● **Exercise brief**: From the records below, output exactly the lines running from the line containing "let result = !evaluated.result().unwrap_or(false);" through the line containing "treated as a", and no others.

(The input)

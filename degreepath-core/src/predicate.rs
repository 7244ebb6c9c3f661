//! Boolean atoms evaluated over the audit context rather than a single
//! course — `{has-ip-course: "AMCON 101"}`, composed with `$and/$or/$not`.

use serde::{Deserialize, Serialize};
use serde_json::Value;

use crate::context::RequirementContext;
use crate::error::LoadError;
use crate::rule::RulePath;

#[derive(Clone, Copy, PartialEq, Eq, Hash, Debug, Serialize, Deserialize)]
pub enum PredicateFunction {
    #[serde(rename = "has-ip-course")]
    HasIpCourse,
    #[serde(rename = "has-completed-course")]
    HasCompletedCourse,
    #[serde(rename = "has-course")]
    HasCourse,
    #[serde(rename = "passed-proficiency-exam")]
    PassedProficiencyExam,
    #[serde(rename = "has-declared-area-code")]
    HasDeclaredAreaCode,
    #[serde(rename = "requirement-is-satisfied")]
    RequirementIsSatisfied,
}

impl PredicateFunction {
    pub fn name(self) -> &'static str {
        match self {
            PredicateFunction::HasIpCourse => "has-ip-course",
            PredicateFunction::HasCompletedCourse => "has-completed-course",
            PredicateFunction::HasCourse => "has-course",
            PredicateFunction::PassedProficiencyExam => "passed-proficiency-exam",
            PredicateFunction::HasDeclaredAreaCode => "has-declared-area-code",
            PredicateFunction::RequirementIsSatisfied => "requirement-is-satisfied",
        }
    }

    /// Whether this atom can be resolved purely from the already-loaded
    /// context, as opposed to needing the result of some other rule.
    pub fn is_static(self) -> bool {
        !matches!(self, PredicateFunction::RequirementIsSatisfied)
    }
}

#[derive(Clone, PartialEq, Debug, Serialize, Deserialize)]
pub enum PredicateExpression {
    Atom {
        function: PredicateFunction,
        argument: String,
        result: Option<bool>,
    },
    And {
        expressions: Vec<PredicateExpression>,
        result: Option<bool>,
    },
    Or {
        expressions: Vec<PredicateExpression>,
        result: Option<bool>,
    },
    Not {
        expression: Box<PredicateExpression>,
        result: Option<bool>,
    },
}

impl PredicateExpression {
    pub fn result(&self) -> Option<bool> {
        match self {
            PredicateExpression::Atom { result, .. }
            | PredicateExpression::And { result, .. }
            | PredicateExpression::Or { result, .. }
            | PredicateExpression::Not { result, .. } => *result,
        }
    }

    /// Evaluate, returning a copy with `result` populated throughout.
    /// §9 Open Question: every predicate expression must be fully evaluated
    /// before the assertion containing it is audited, so a conditional
    /// assertion never sees `result == None`.
    pub fn evaluate(&self, ctx: &RequirementContext) -> PredicateExpression {
        match self {
            PredicateExpression::Atom { function, argument, .. } => PredicateExpression::Atom {
                function: *function,
                argument: argument.clone(),
                result: Some(evaluate_atom(*function, argument, ctx)),
            },
            PredicateExpression::And { expressions, .. } => {
                let evaluated: Vec<_> = expressions.iter().map(|e| e.evaluate(ctx)).collect();
                let result = evaluated.iter().all(|e| e.result().unwrap_or(false));
                PredicateExpression::And {
                    expressions: evaluated,
                    result: Some(result),
                }
            }
            PredicateExpression::Or { expressions, .. } => {
                let evaluated: Vec<_> = expressions.iter().map(|e| e.evaluate(ctx)).collect();
                let result = evaluated.iter().any(|e| e.result().unwrap_or(false));
                PredicateExpression::Or {
                    expressions: evaluated,
                    result: Some(result),
                }
            }
            PredicateExpression::Not { expression, .. } => {
                let evaluated = expression.evaluate(ctx);
                let result = !evaluated.result().unwrap_or(false);
                PredicateExpression::Not {
                    expression: Box::new(evaluated),
                    result: Some(result),
                }
            }
        }
    }
}

fn evaluate_atom(function: PredicateFunction, argument: &str, ctx: &RequirementContext) -> bool {
    match function {
        PredicateFunction::HasDeclaredAreaCode => ctx.has_declared_area_code(argument),
        PredicateFunction::HasCourse => ctx.has_course(argument),
        PredicateFunction::HasIpCourse => ctx.has_ip_course(argument),
        PredicateFunction::HasCompletedCourse => ctx.has_completed_course(argument),
        PredicateFunction::PassedProficiencyExam => ctx.music_proficiencies.passed_exam(argument),
        // Undispatched in the source this was distilled from; treated as a
        // load-time error (see DESIGN.md Open Questions) rather than guessed at.
        PredicateFunction::RequirementIsSatisfied => false,
    }
}

pub fn load_predicate_expression(
    data: &Value,
    path: &RulePath,
) -> Result<PredicateExpression, LoadError> {
    let obj = data.as_object().ok_or_else(|| LoadError::MalformedRule {
        path: path.clone(),
        reason: "predicate expression must be a mapping".to_string(),
    })?;

    if let Some(and) = obj.get("$and") {
        let items = and.as_array().ok_or_else(|| LoadError::MalformedRule {
            path: path.clone(),
            reason: "$and must be an array".to_string(),
        })?;
        let expressions = items
            .iter()
            .map(|item| load_predicate_expression(item, path))
            .collect::<Result<Vec<_>, _>>()?;
        return Ok(PredicateExpression::And {
            expressions,
            result: None,
        });
    }

    if let Some(or) = obj.get("$or") {
        let items = or.as_array().ok_or_else(|| LoadError::MalformedRule {
            path: path.clone(),
            reason: "$or must be an array".to_string(),
        })?;
        let expressions = items
            .iter()
            .map(|item| load_predicate_expression(item, path))
            .collect::<Result<Vec<_>, _>>()?;
        return Ok(PredicateExpression::Or {
            expressions,
            result: None,
        });
    }

    if let Some(not) = obj.get("$not") {
        let expression = load_predicate_expression(not, path)?;
        return Ok(PredicateExpression::Not {
            expression: Box::new(expression),
            result: None,
        });
    }

    if obj.len() != 1 {
        return Err(LoadError::MalformedRule {
            path: path.clone(),
            reason: "only one key allowed in predicate expressions".to_string(),
        });
    }

    let (function_name, argument) = obj.iter().next().expect("checked len == 1");

    let function: PredicateFunction =
        serde_json::from_value(Value::String(function_name.clone())).map_err(|_| {
            LoadError::UnknownOperator {
                path: path.clone(),
                op: function_name.clone(),
            }
        })?;

    if function == PredicateFunction::RequirementIsSatisfied {
        return Err(LoadError::UndispatchedPredicate {
            path: path.clone(),
            name: function_name.clone(),
        });
    }

    let argument = argument
        .as_str()
        .ok_or_else(|| LoadError::MalformedRule {
            path: path.clone(),
            reason: "predicate expression argument must be a string".to_string(),
        })?
        .to_string();

    Ok(PredicateExpression::Atom {
        function,
        argument,
        result: None,
    })
}

#[cfg(test)]
mod tests {
    use super::*;
    use crate::context::RequirementContext;
    use serde_json::json;

    #[test]
    fn loads_atom() {
        let path = RulePath::root();
        let expr = load_predicate_expression(&json!({"has-ip-course": "AMCON 101"}), &path).unwrap();
        assert_eq!(expr.result(), None);
    }

    #[test]
    fn loads_and() {
        let path = RulePath::root();
        let expr = load_predicate_expression(
            &json!({"$and": [{"has-ip-course": "AMCON 101"}, {"has-declared-area-code": "130"}]}),
            &path,
        )
        .unwrap();
        matches!(expr, PredicateExpression::And { .. });
    }

    #[test]
    fn rejects_requirement_is_satisfied() {
        let path = RulePath::root();
        let err = load_predicate_expression(&json!({"requirement-is-satisfied": "Core"}), &path);
        assert!(matches!(err, Err(LoadError::UndispatchedPredicate { .. })));
    }

    #[test]
    fn evaluate_and_declared_area() {
        let ctx = RequirementContext::empty().with_declared_areas(vec!["130".to_string()]);
        let expr = PredicateExpression::Atom {
            function: PredicateFunction::HasDeclaredAreaCode,
            argument: "130".to_string(),
            result: None,
        };
        let evaluated = expr.evaluate(&ctx);
        assert_eq!(evaluated.result(), Some(true));
    }
}
//! Loading an area specification and a student transcript (§6). Both
//! documents may arrive as YAML or JSON; `serde_json::Value` is the common
//! intermediate representation either format is parsed into before the
//! typed structures take over.

use std::collections::HashMap;

use serde::{Deserialize, Serialize};
use serde_json::Value;

use crate::claim::MulticountablePolicy;
use crate::context::RequirementContext;
use crate::error::LoadError;
use crate::exception::RuleException;
use crate::rule::{Rule, RulePath};
use crate::value::{AreaPointer, CourseInstance, MusicPerformance, MusicProficiencies};

/// The top-level document produced by compiling an area's requirements: the
/// rule tree plus the cross-cutting multicountable policy that governs how
/// its queries may share courses (§4.5).
#[derive(Clone, Debug, Serialize, Deserialize)]
pub struct Specification {
    pub result: Rule,
    #[serde(default)]
    pub multicountable: MulticountablePolicy,
}

/// A student's record, as handed to the audit: their transcript plus the
/// declared-area and music-proficiency state a rule tree can query against.
#[derive(Clone, Debug, Default, Serialize, Deserialize)]
pub struct TranscriptDocument {
    #[serde(default)]
    pub courses: Vec<CourseInstance>,
    #[serde(default)]
    pub areas: Vec<AreaPointer>,
    #[serde(default)]
    pub music_proficiencies: MusicProficiencies,
    #[serde(default)]
    pub music_performances: Vec<MusicPerformance>,
}

fn to_load_error(err: impl std::fmt::Display) -> LoadError {
    LoadError::Other {
        path: RulePath::root(),
        reason: err.to_string(),
    }
}

pub fn load_specification(value: &Value) -> Result<Specification, LoadError> {
    serde_json::from_value(value.clone()).map_err(to_load_error)
}

pub fn load_specification_json(text: &str) -> Result<Specification, LoadError> {
    let value: Value = serde_json::from_str(text).map_err(to_load_error)?;
    load_specification(&value)
}

pub fn load_specification_yaml(text: &str) -> Result<Specification, LoadError> {
    let value: Value = serde_yaml::from_str(text).map_err(to_load_error)?;
    load_specification(&value)
}

pub fn load_transcript(value: &Value) -> Result<TranscriptDocument, LoadError> {
    serde_json::from_value(value.clone()).map_err(to_load_error)
}

pub fn load_transcript_json(text: &str) -> Result<TranscriptDocument, LoadError> {
    let value: Value = serde_json::from_str(text).map_err(to_load_error)?;
    load_transcript(&value)
}

pub fn load_transcript_yaml(text: &str) -> Result<TranscriptDocument, LoadError> {
    let value: Value = serde_yaml::from_str(text).map_err(to_load_error)?;
    load_transcript(&value)
}

/// Assemble the mutable audit surface from a loaded transcript, the area's
/// multicountable policy, and any exceptions applying to this particular
/// audit run (§4.6).
pub fn build_context(
    transcript: TranscriptDocument,
    spec: &Specification,
    exceptions: HashMap<RulePath, Vec<RuleException>>,
) -> RequirementContext {
    RequirementContext::empty()
        .with_transcript(transcript.courses)
        .with_areas(transcript.areas)
        .with_music_proficiencies(transcript.music_proficiencies)
        .with_music_performances(transcript.music_performances)
        .with_multicountable(spec.multicountable.clone())
        .with_exceptions(exceptions)
}

#[cfg(test)]
mod tests {
    use super::*;
    use serde_json::json;

    #[test]
    fn loads_minimal_course_specification() {
        let doc = json!({
            "result": {
                "Course": {
                    "path": [],
                    "course": "HIST 201",
                    "course_type": null,
                    "allow_claimed": false,
                    "grade": null
                }
            },
            "multicountable": []
        });

        let spec = load_specification(&doc).expect("should load");
        match spec.result {
            Rule::Course(c) => assert_eq!(c.course, "HIST 201"),
            _ => panic!("expected a course rule"),
        }
    }

    #[test]
    fn loads_transcript_with_defaults() {
        let doc = json!({ "courses": [] });
        let transcript = load_transcript(&doc).expect("should load");
        assert!(transcript.courses.is_empty());
        assert!(transcript.areas.is_empty());
    }

    #[test]
    fn rejects_malformed_yaml() {
        let err = load_specification_yaml("result: [this is not: a valid: mapping");
        assert!(err.is_err());
    }
}
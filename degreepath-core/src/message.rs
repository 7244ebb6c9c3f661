//! Progress events a long-running audit can stream to its caller (§6). The
//! CLI prints these; an embedder can equally well collect them into a log.

use serde::{Deserialize, Serialize};

use crate::result::{Rank, RuleResult};
use crate::value::Clbid;

#[derive(Clone, Debug, Serialize, Deserialize)]
#[serde(tag = "type")]
pub enum AuditMessage {
    /// Emitted once, before the search starts, with a rough sense of scale.
    #[serde(rename = "estimate")]
    Estimate { count: usize },

    /// Emitted periodically while the solver is still branching.
    #[serde(rename = "progress")]
    Progress {
        iters: usize,
        avg_iter_ms: f64,
        best_rank: Option<Rank>,
    },

    /// The final, resolved result.
    #[serde(rename = "result")]
    Result {
        result: Box<RuleResult>,
        iters: usize,
        elapsed_ms: u64,
        avg_iter_ms: f64,
        transcript: Vec<Clbid>,
    },

    /// The deadline was exhausted before any candidate was even attempted.
    #[serde(rename = "no-audits-completed")]
    NoAuditsCompleted,
}
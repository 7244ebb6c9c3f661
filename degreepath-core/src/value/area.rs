use rust_decimal::Decimal;
use serde::{Deserialize, Serialize};

#[derive(Clone, Copy, PartialEq, Eq, Hash, Debug, Serialize, Deserialize)]
pub enum AreaKind {
    Major,
    Minor,
    Concentration,
    Emphasis,
}

/// A declared area-of-study reference, as carried on the student record
/// (distinct from the area specification being audited against).
#[derive(Clone, PartialEq, Debug, Serialize, Deserialize)]
pub struct AreaPointer {
    pub code: String,
    pub catalog: String,
    pub kind: AreaKind,
    pub gpa: Option<Decimal>,
}
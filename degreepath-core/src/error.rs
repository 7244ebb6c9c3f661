//! Error kinds surfaced by the core. Domain-level negatives (an unsatisfiable
//! rule) are never errors — see `crate::result::ResultStatus` — these are
//! reserved for malformed specifications and invariant violations.

use thiserror::Error;

use crate::rule::RulePath;

/// Raised when an area specification document is rejected outright.
#[derive(Error, Debug, Clone, PartialEq)]
pub enum LoadError {
    #[error("at {path}: expected a mapping, found something else")]
    NotAMapping { path: RulePath },

    #[error("at {path}: malformed rule descriptor: {reason}")]
    MalformedRule { path: RulePath, reason: String },

    #[error("at {path}: unknown operator {op:?}")]
    UnknownOperator { path: RulePath, op: String },

    #[error("at {path}: {count} operators present in a clause; exactly one is required")]
    MultipleOperators { path: RulePath, count: usize },

    #[error("at {path}: operator {op:?} is forbidden in this context")]
    ForbiddenOperator { path: RulePath, op: String },

    #[error("at {path}: expected a non-integer value for a counting assertion")]
    NonIntegerExpected { path: RulePath },

    #[error("at {path}: {name:?} does not resolve to a requirement")]
    UnknownRequirement { path: RulePath, name: String },

    #[error("at {path}: predicate function {name:?} is undispatched at load time")]
    UndispatchedPredicate { path: RulePath, name: String },

    #[error("at {path}: {reason}")]
    Other { path: RulePath, reason: String },
}

/// Raised when the student/context data cannot satisfy a request made of it
/// (e.g. an exception references a clbid absent from the transcript).
#[derive(Error, Debug, Clone, PartialEq)]
pub enum ContextError {
    #[error("exception at {path} forces clbid {clbid:?}, but it is not present in the transcript")]
    MissingForcedClbid { path: RulePath, clbid: String },

    #[error("no requirement named {name:?} is defined in the enclosing container")]
    MissingRequirement { name: String },
}

/// Programming-bug-class invariant violations. These abort the audit; they
/// are never expected to occur against well-formed input.
#[derive(Error, Debug, Clone, PartialEq)]
pub enum Unreachable {
    #[error("in-progress course {clbid} is neither enrolled, registered, nor incomplete")]
    InconsistentInProgressCourse { clbid: String },

    #[error("conditional assertion at {path} audited before its condition was resolved")]
    UnresolvedCondition { path: RulePath },

    #[error("{0}")]
    Other(String),
}

#[derive(Error, Debug, Clone, PartialEq)]
pub enum DegreepathError {
    #[error(transparent)]
    Load(#[from] LoadError),

    #[error(transparent)]
    Context(#[from] ContextError),

    #[error(transparent)]
    Unreachable(#[from] Unreachable),
}

pub type Result<T> = std::result::Result<T, DegreepathError>;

(End The input)

● **Task answer**:
                let result = !evaluated.result().unwrap_or(false);
                PredicateExpression::Not {
                    expression: Box::new(evaluated),
                    result: Some(result),
                }
            }
        }
    }
}

fn evaluate_atom(function: PredicateFunction, argument: &str, ctx: &RequirementContext) -> bool {
    match function {
        PredicateFunction::HasDeclaredAreaCode => ctx.has_declared_area_code(argument),
        PredicateFunction::HasCourse => ctx.has_course(argument),
        PredicateFunction::HasIpCourse => ctx.has_ip_course(argument),
        PredicateFunction::HasCompletedCourse => ctx.has_completed_course(argument),
        PredicateFunction::PassedProficiencyExam => ctx.music_proficiencies.passed_exam(argument),
        // Undispatched in the source this was distilled from; treated as a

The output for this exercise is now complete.